Every story begins with a word: a daunting word, a word that mars the pure white page or inks the air.

A word has bones upright and sinews; it is created the way a body is created-from dirt and spit. It walks about relating to other words until it is a part of an extended thought or metaphor or entire narrative telling how the world began. The world began in chaos, like a rough draft. It began with the faith that creation is good.

Once I carried a word within me so potent that it spread through every artery and vein until my tongue swelled with silence. I carried it into the faculty lounge at a middle school where conversation ranged from marriage to the two-car garage. The word sat rock-hard in my stomach, beside the cafeteria lunch I wolfed down in twenty-two minutes. I carried it with me through the corridors, where one student called another queer and sent me raging, dragging him into the classroom by his shirt sleeve.

Angled against the blackboard, arms crossed, he defied me with his eyes. My red-faced fury didn’t go far; I forced down the real word and ranted instead about inappropriate behavior and put-downs. I carried it with me through three years of semester reviews with my principal, as we hassled over the inclusive range of paperbacks on my classroom shelves. She was always cordial. The books that passed muster were those that didn’t make any waves. Sitting before her wide desk, the boundaries of my body became retraining walls while inside raged the tidal wave of a word.

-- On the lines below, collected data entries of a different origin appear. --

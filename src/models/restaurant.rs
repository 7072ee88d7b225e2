use serde::{Deserialize, Serialize};

/// A place users can vote for.
#[derive(Debug, Clone, PartialEq, Eq, Serialize, Deserialize)]
pub struct Restaurant {
    pub id: i64,
    pub name: String,
    pub address: String,
}

/// Request model for creating a restaurant (seeding only)
#[derive(Debug, Clone, Serialize, Deserialize)]
pub struct CreateRestaurantRequest {
    pub name: String,
    pub address: String,
}

impl Restaurant {
    pub fn new(id: i64, request: CreateRestaurantRequest) -> Self {
        Self {
            id,
            name: request.name.trim().to_string(),
            address: request.address.trim().to_string(),
        }
    }

    /// Restaurants are unique on (name, address).
    pub fn same_place_as(&self, other: &Restaurant) -> bool {
        self.name.eq_ignore_ascii_case(&other.name)
            && self.address.eq_ignore_ascii_case(&other.address)
    }
}

#[cfg(test)]
mod tests {
    use super::*;

    #[test]
    fn test_restaurant_new_trims_fields() {
        let restaurant = Restaurant::new(
            1,
            CreateRestaurantRequest {
                name: "  Pelmennaya ".to_string(),
                address: " Tverskaya 1 ".to_string(),
            },
        );

        assert_eq!(restaurant.name, "Pelmennaya");
        assert_eq!(restaurant.address, "Tverskaya 1");
    }

    #[test]
    fn test_same_place_as() {
        let a = Restaurant {
            id: 1,
            name: "Kebab".to_string(),
            address: "Arbat 5".to_string(),
        };
        let b = Restaurant {
            id: 2,
            name: "KEBAB".to_string(),
            address: "arbat 5".to_string(),
        };
        let c = Restaurant {
            id: 3,
            name: "Kebab".to_string(),
            address: "Arbat 7".to_string(),
        };

        assert!(a.same_place_as(&b));
        assert!(!a.same_place_as(&c));
    }
}
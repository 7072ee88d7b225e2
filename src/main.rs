use std::sync::Arc;
use tokio::net::TcpListener;
use tracing::{error, info, warn};

use lunchvote_rs::{
    config::StorageBackend,
    create_app, init_observability,
    services::{default_restaurants, SystemClock},
    shutdown_observability, AppComponents, Config, HttpLimits, Metrics,
};

#[tokio::main]
async fn main() -> Result<(), Box<dyn std::error::Error>> {
    let config = Config::from_environment()?;

    init_observability(
        &config.observability.service_name,
        &config.observability.service_version,
        config.observability.otlp_endpoint.as_deref().unwrap_or_default(),
        &config.observability.log_level,
        config.observability.enable_json_logging,
    )?;

    info!(
        "Starting {} v{}",
        config.observability.service_name, config.observability.service_version
    );

    let metrics = Arc::new(Metrics::new()?);
    let components =
        AppComponents::from_config(&config, Arc::new(SystemClock), metrics.clone()).await;

    // An in-memory store starts empty; give it the sample restaurants and today's menu
    if config.database.storage_backend == StorageBackend::Memory {
        match components
            .restaurant_service
            .seed(default_restaurants())
            .await
        {
            Ok(created) => info!("Seeded {} sample restaurants", created.len()),
            Err(e) => warn!("Failed to seed sample restaurants: {}", e),
        }
        match components.restaurant_service.list_restaurants().await {
            Ok(restaurants) => match components.menu_service.seed_today(&restaurants).await {
                Ok(created) => info!("Published {} sample dishes", created.len()),
                Err(e) => warn!("Failed to publish sample menu: {}", e),
            },
            Err(e) => warn!("Failed to list restaurants for the sample menu: {}", e),
        }
    }

    let app = create_app(
        components,
        HttpLimits {
            request_timeout: config.server.request_timeout(),
            max_request_size: config.server.max_request_size,
        },
    );

    let listener = TcpListener::bind(config.server.bind_address()).await?;
    info!("Server listening on {}", listener.local_addr()?);

    axum::serve(listener, app)
        .with_graceful_shutdown(shutdown_signal())
        .await?;

    info!("Server shutdown complete");
    Ok(())
}

async fn shutdown_signal() {
    if let Err(e) = tokio::signal::ctrl_c().await {
        error!("Failed to listen for shutdown signal: {}", e);
    }
    info!("Shutdown signal received");
    shutdown_observability().await;
}
// Re-export all model types
pub use self::dish::*;
pub use self::enums::*;
pub use self::errors::*;
pub use self::restaurant::*;
pub use self::user::*;
pub use self::validation::*;
pub use self::vote::*;

mod dish;
mod enums;
mod errors;
mod restaurant;
mod user;
mod validation;
mod vote;
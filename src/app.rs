use axum::{middleware, routing::get, Router};
use std::sync::Arc;
use std::time::Duration;
use tower_http::{timeout::TimeoutLayer, trace::TraceLayer};
use tracing::info;

use crate::config::{Config, StorageBackend};
use crate::handlers::{
    admin::{create_admin_router, AdminState},
    api::{create_api_router, ApiState},
    health_check, metrics_handler, not_found, request_validation_middleware,
    security_headers_middleware,
};
use crate::observability::{observability_middleware, Metrics};
use crate::repositories::{
    DishRepository, DynamoDbDishRepository, DynamoDbRestaurantRepository, DynamoDbVoteRepository,
    InMemoryDishRepository, InMemoryRestaurantRepository, InMemoryVoteRepository,
    MeteredDishRepository, MeteredRestaurantRepository, MeteredVoteRepository,
    RestaurantRepository, TableManager, TableNames, VoteRepository,
};
use crate::services::{Clock, MenuService, RestaurantService, VotingService};

/// Everything the router needs, independent of the storage backend
#[derive(Clone)]
pub struct AppComponents {
    pub metrics: Arc<Metrics>,
    pub voting_service: Arc<VotingService>,
    pub restaurant_service: Arc<RestaurantService>,
    pub menu_service: Arc<MenuService>,
    pub table_manager: Option<Arc<TableManager>>,
    pub tables: TableNames,
}

/// HTTP limits applied around every route
#[derive(Debug, Clone, Copy)]
pub struct HttpLimits {
    pub request_timeout: Duration,
    pub max_request_size: usize,
}

/// The three stores the services run on
pub struct Stores {
    pub restaurants: Arc<dyn RestaurantRepository>,
    pub votes: Arc<dyn VoteRepository>,
    pub dishes: Arc<dyn DishRepository>,
}

impl AppComponents {
    /// Wire services over the given stores, recording database metrics
    pub fn new(
        stores: Stores,
        tables: TableNames,
        clock: Arc<dyn Clock>,
        metrics: Arc<Metrics>,
    ) -> Self {
        let restaurants: Arc<dyn RestaurantRepository> = Arc::new(MeteredRestaurantRepository::new(
            stores.restaurants,
            tables.restaurants.clone(),
            metrics.clone(),
        ));
        let votes: Arc<dyn VoteRepository> = Arc::new(MeteredVoteRepository::new(
            stores.votes,
            tables.votes.clone(),
            metrics.clone(),
        ));
        let dishes: Arc<dyn DishRepository> = Arc::new(MeteredDishRepository::new(
            stores.dishes,
            tables.dishes.clone(),
            metrics.clone(),
        ));

        Self {
            voting_service: Arc::new(VotingService::new_with_metrics(
                restaurants.clone(),
                votes,
                clock.clone(),
                metrics.clone(),
            )),
            menu_service: Arc::new(MenuService::new_with_metrics(
                restaurants.clone(),
                dishes,
                clock,
                metrics.clone(),
            )),
            restaurant_service: Arc::new(RestaurantService::new_with_metrics(
                restaurants,
                metrics.clone(),
            )),
            metrics,
            table_manager: None,
            tables,
        }
    }

    /// Process-local stores, used by tests and the `memory` backend
    pub fn in_memory(clock: Arc<dyn Clock>, metrics: Arc<Metrics>) -> Self {
        Self::new(
            Stores {
                restaurants: Arc::new(InMemoryRestaurantRepository::new()),
                votes: Arc::new(InMemoryVoteRepository::new()),
                dishes: Arc::new(InMemoryDishRepository::new()),
            },
            TableNames {
                restaurants: "memory-restaurants".to_string(),
                votes: "memory-votes".to_string(),
                dishes: "memory-dishes".to_string(),
            },
            clock,
            metrics,
        )
    }

    /// Select stores from configuration
    pub async fn from_config(
        config: &Config,
        clock: Arc<dyn Clock>,
        metrics: Arc<Metrics>,
    ) -> Self {
        let database = &config.database;

        match database.storage_backend {
            StorageBackend::Memory => {
                info!("Using in-memory storage");
                Self::in_memory(clock, metrics)
            }
            StorageBackend::Dynamodb => {
                let tables = database.table_names();
                info!(
                    "Using DynamoDB tables: restaurants={}, votes={}, dishes={}",
                    tables.restaurants, tables.votes, tables.dishes
                );
                let client = Arc::new(database.dynamodb_client().await);

                let stores = Stores {
                    restaurants: Arc::new(DynamoDbRestaurantRepository::new(
                        client.clone(),
                        tables.restaurants.clone(),
                        database.region.clone(),
                    )),
                    votes: Arc::new(DynamoDbVoteRepository::new(
                        client.clone(),
                        tables.votes.clone(),
                        database.region.clone(),
                    )),
                    dishes: Arc::new(DynamoDbDishRepository::new(
                        client.clone(),
                        tables.dishes.clone(),
                        database.region.clone(),
                    )),
                };

                let mut components = Self::new(stores, tables, clock, metrics);
                components.table_manager = Some(Arc::new(TableManager::new(client)));
                components
            }
        }
    }
}

/// Build the application router
pub fn create_app(components: AppComponents, limits: HttpLimits) -> Router {
    let metrics_for_middleware = components.metrics.clone();

    let admin_state = AdminState {
        restaurant_service: components.restaurant_service.clone(),
        menu_service: components.menu_service.clone(),
        table_manager: components.table_manager.clone(),
        tables: components.tables.clone(),
    };

    let health = Router::new()
        .route("/health/status", get(health_check))
        .with_state(components.voting_service.clone());

    let metrics = Router::new()
        .route("/metrics", get(metrics_handler))
        .with_state(components.metrics.clone());

    Router::new()
        .merge(health)
        .merge(metrics)
        .merge(create_api_router(ApiState {
            voting_service: components.voting_service,
            restaurant_service: components.restaurant_service,
            menu_service: components.menu_service,
        }))
        .merge(create_admin_router(admin_state))
        .fallback(not_found)
        // Layers added last run first; a timed-out request drops the handler future.
        .layer(middleware::from_fn(security_headers_middleware))
        .layer(middleware::from_fn(move |req, next| {
            request_validation_middleware(limits.max_request_size, req, next)
        }))
        .layer(middleware::from_fn(move |req, next| {
            observability_middleware(metrics_for_middleware.clone(), req, next)
        }))
        .layer(TimeoutLayer::new(limits.request_timeout))
        .layer(TraceLayer::new_for_http())
}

I carried my word into Sunday worship with a liberal congregation… Adult education that morning was a panel discussion on bisexuality; should the church’s statement of intentional welcome include bisexuals alongside gays and lesbians? My eyes widened as several people described their experiences of being drawn to both men and women and made a case for celebrating the expansive diversity of God’s creation. The word inside me turned restless and eager. I wanted to grow on my spiritual journey-to move forward after years of stasis-and I had a hunch that speaking my word would set me in motion.

I was terrified. Coming out in any form cracks the world open. When we come out, we take a buried truth, an inward reality residing near the soul, and pull it to the surface where it wrecks havoc on every perpetuated falsehood. We yank a piece of our essence out into the air, transforming in the process the self we thought we were as well as the community around us. I came out bisexual, claiming with pride God’s presence in the unique desires of my body. But as soon as I could recognize incarnation within my own skin, it was everywhere else as well-in my past, in the landscape, in each object, in the story itself… The middle school where I taught seventh grade English couldn’t accept my word, but (thank heavens!) my church did, and now the religious contingent marching in the Gay Pride Parade is one person larger. Where the word is spoken, the huge creaking wheels of creation begin to turn.

What stuns me is how the word of God resides in each of us, carved into our very cells.  I was taught to look for the word in the Bible, whose onionskin pages seem holier than those of a paperback novel and whose well-worn language we like to associate with the voice of God.  After I came out, scripture stumbled down from the pulpit.  It never belonged there in the first place:  The word became flesh (not with Jesus, who simply reminds us of this fact, but in the very beginning) and it dwells among us, full of grace.  When I sink into the sensual and relentless truths of my sexuality, and find there, hidden in the sticky recesses of my sex where I least expect it, holiness, it seems to me that all of creation’s bones and blood, vapor, soil, feathers, and solidity are infused with a sacred word.  God is thoroughly, unabashedly incarnate.  The spiritual journey is so physical that it makes me shiver.  It sends me running barefoot on deer-paths through the woods, and it shakes me awake during the blackest part of the night.